Not really, if you've done things right.

First, you should have your assets placed in your account types with this as a guide: https://www.bogleheads.org/wiki/Tax-...fund_placement
Basically, bonds in IRAs, stocks in taxable. The page in the link goes in more detail.

If you need to sell bonds and only hold them in your IRA, you can sell them in your IRA, and then buy back that amount in stocks in the IRA, and sell that amount in stocks in your taxable for the cash you need.

If you need to sell stocks for balance, obviously that's just a straight sell out of your taxable account.

If you're pulling withdrawals from your tIRA, it doesn't matter what you sell because the whole withdrawal is taxed, no matter whether it was stocks or bonds in the account. If it's from a Roth, the withdrawal is untaxed. (This is for common IRA cases--there are some complexities for things like early withdrawals and other things like that, which I'm not going to cover.)

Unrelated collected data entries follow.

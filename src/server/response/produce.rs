//! Produce response encoding.
//!
//! | Version | Layout change |
//! |---------|---------------|
//! | v0 | `[topic [partition error_code base_offset]]` |
//! | v1 | adds trailing `throttle_time_ms` |
//! | v2-v3 | adds `log_append_time` per partition |

use bytes::BufMut;

use crate::encode::ToByte;
use crate::error::{KafkaCode, Result};

use super::{VersionedEncode, encode_versioned_array};

/// Produce response data.
#[derive(Debug, Clone)]
pub struct ProduceResponseData {
    pub responses: Vec<ProduceTopicResponse>,
    pub throttle_time_ms: i32,
}

#[derive(Debug, Clone)]
pub struct ProduceTopicResponse {
    pub name: String,
    pub partitions: Vec<ProducePartitionResponse>,
}

#[derive(Debug, Clone, Default)]
pub struct ProducePartitionResponse {
    pub partition_index: i32,
    pub error_code: KafkaCode,
    pub base_offset: i64,
    pub log_append_time: i64,
}

impl ProducePartitionResponse {
    pub fn error(partition_index: i32, error_code: KafkaCode) -> Self {
        Self {
            partition_index,
            error_code,
            base_offset: -1,
            log_append_time: -1,
        }
    }

    pub fn success(partition_index: i32, base_offset: i64) -> Self {
        Self {
            partition_index,
            error_code: KafkaCode::None,
            base_offset,
            log_append_time: -1,
        }
    }
}

impl VersionedEncode for ProduceResponseData {
    fn encode_versioned<W: BufMut>(&self, buffer: &mut W, version: i16) -> Result<()> {
        encode_versioned_array(buffer, &self.responses, version)?;
        if version >= 1 {
            self.throttle_time_ms.encode(buffer)?;
        }
        Ok(())
    }
}

impl VersionedEncode for ProduceTopicResponse {
    fn encode_versioned<W: BufMut>(&self, buffer: &mut W, version: i16) -> Result<()> {
        self.name.encode(buffer)?;
        encode_versioned_array(buffer, &self.partitions, version)
    }
}

impl VersionedEncode for ProducePartitionResponse {
    fn encode_versioned<W: BufMut>(&self, buffer: &mut W, version: i16) -> Result<()> {
        self.partition_index.encode(buffer)?;
        (self.error_code as i16).encode(buffer)?;
        self.base_offset.encode(buffer)?;
        if version >= 2 {
            self.log_append_time.encode(buffer)?;
        }
        Ok(())
    }
}

#[cfg(test)]
mod tests {
    use super::*;

    fn response() -> ProduceResponseData {
        ProduceResponseData {
            responses: vec![ProduceTopicResponse {
                name: "t".to_string(),
                partitions: vec![ProducePartitionResponse::success(0, 100)],
            }],
            throttle_time_ms: 0,
        }
    }

    fn encoded_len(version: i16) -> usize {
        let mut buf = Vec::new();
        response().encode_versioned(&mut buf, version).unwrap();
        buf.len()
    }

    #[test]
    fn test_produce_response_sizes_per_version() {
        // topics(4) + name(2+1) + partitions(4) + partition(4) + error(2) + base(8)
        assert_eq!(encoded_len(0), 25);
        assert_eq!(encoded_len(1), 29);
        assert_eq!(encoded_len(2), 37);
        assert_eq!(encoded_len(3), 37);
    }

    #[test]
    fn test_partition_error_layout() {
        let mut buf = Vec::new();
        ProducePartitionResponse::error(3, KafkaCode::NotLeaderForPartition)
            .encode_versioned(&mut buf, 0)
            .unwrap();
        assert_eq!(&buf[0..4], &[0, 0, 0, 3]);
        assert_eq!(&buf[4..6], &[0, 6]);
        assert_eq!(&buf[6..14], &(-1i64).to_be_bytes());
    }
}
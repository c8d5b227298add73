//! Raft storage implementation using openraft's RaftStorage trait (v1 API).
//!
//! Combined log and state machine storage. The log and vote are durable
//! files under the raft directory (see [`super::log_file`]); the metadata
//! state machine lives in memory and is rebuilt from the latest snapshot plus
//! re-applied log entries. Snapshots are persisted through an object store
//! (local filesystem in production, in-memory in tests).

use std::collections::BTreeMap;
use std::fmt::Debug;
use std::io::{self, Cursor};
use std::ops::RangeBounds;
use std::path::{Path, PathBuf};
use std::sync::Arc;

use bytes::Bytes;
use futures::StreamExt;
use object_store::ObjectStore;
use object_store::path::Path as ObjectPath;
use openraft::{
    BasicNode, Entry, EntryPayload, ErrorSubject, ErrorVerb, LogId, OptionalSend, RaftStorage,
    Snapshot, SnapshotMeta, StorageError, StoredMembership, Vote,
};
use tokio::sync::{Mutex, RwLock};
use tracing::{debug, error, info};

use super::commands::MetadataResponse;
use super::log_file::{self, RaftLogFile, RaftLogRecord};
use super::state_machine::MetadataStateMachine;
use super::types::{RaftNodeId, TypeConfig};

const LOG_FILE_NAME: &str = "raft.log";
const VOTE_FILE_NAME: &str = "vote";
const CURRENT_SNAPSHOT: &str = "current.snapshot";
const CURRENT_META: &str = "current.meta";

/// Snapshot metadata stored alongside the snapshot data.
#[derive(Clone, serde::Serialize, serde::Deserialize)]
struct SnapshotMetadata {
    last_log_id: Option<LogId<RaftNodeId>>,
    last_membership: StoredMembership<RaftNodeId, BasicNode>,
    snapshot_id: String,
}

/// Persisted snapshot data (cached in memory).
#[derive(Clone)]
struct CachedSnapshot {
    meta: SnapshotMeta<RaftNodeId, BasicNode>,
    data: Vec<u8>,
}

fn storage_error(
    subject: ErrorSubject<RaftNodeId>,
    verb: ErrorVerb,
    e: impl ToString,
) -> StorageError<RaftNodeId> {
    StorageError::from_io_error(subject, verb, io::Error::other(e.to_string()))
}

fn snapshot_error(verb: ErrorVerb, e: impl ToString) -> StorageError<RaftNodeId> {
    storage_error(ErrorSubject::Snapshot(None), verb, e)
}

/// Combined log and state machine storage for Raft.
///
/// Clones share all state; openraft's log reader and snapshot builder are
/// clones of the store.
#[derive(Clone)]
pub struct RaftStore {
    vote: Arc<RwLock<Option<Vote<RaftNodeId>>>>,
    vote_path: PathBuf,
    /// Log entries indexed by log index, mirrored in `log_file`.
    log: Arc<RwLock<BTreeMap<u64, Entry<TypeConfig>>>>,
    log_file: Arc<Mutex<RaftLogFile>>,
    last_purged_log_id: Arc<RwLock<Option<LogId<RaftNodeId>>>>,
    sm: MetadataStateMachine,
    last_applied_log: Arc<RwLock<Option<LogId<RaftNodeId>>>>,
    last_membership: Arc<RwLock<StoredMembership<RaftNodeId, BasicNode>>>,
    cached_snapshot: Arc<RwLock<Option<CachedSnapshot>>>,
    object_store: Arc<dyn ObjectStore>,
    snapshot_path: ObjectPath,
}
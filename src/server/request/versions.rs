//! ApiVersions request parsing (v0-v3).

use nom::IResult;
use nombytes::NomBytes;

use crate::parser::{bytes_to_string_opt, parse_compact_nullable_string, skip_tagged_fields};

/// ApiVersions request data. The client software fields only exist in the
/// flexible v3 body.
#[derive(Debug, Clone, Default)]
pub struct ApiVersionsRequestData {
    pub client_software_name: Option<String>,
    pub client_software_version: Option<String>,
}

pub fn parse_api_versions_request(
    s: NomBytes,
    version: i16,
) -> IResult<NomBytes, ApiVersionsRequestData> {
    if version < 3 {
        return Ok((s, ApiVersionsRequestData::default()));
    }
    let (s, name) = parse_compact_nullable_string(s)?;
    let (s, software_version) = parse_compact_nullable_string(s)?;
    let (s, _) = skip_tagged_fields(s)?;

    Ok((
        s,
        ApiVersionsRequestData {
            client_software_name: bytes_to_string_opt(name)?,
            client_software_version: bytes_to_string_opt(software_version)?,
        },
    ))
}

While it's true that selling stocks in taxable is a taxable event and one you may want to avoid, you can do some harvesting of any losses or shares that have small gains. You should be selling any mutual funds using Specific ID basis to help with this. And if you do pay taxes, it's probably at a 15% LTCG rate, which is not too bad.

IMO it's more important to keep a safe AA than it is to avoid taxes at all costs. Don't let tax avoidance rule your strategy. Determine your strategy, then try to figure out how to optimize for taxes, rather than the other way around.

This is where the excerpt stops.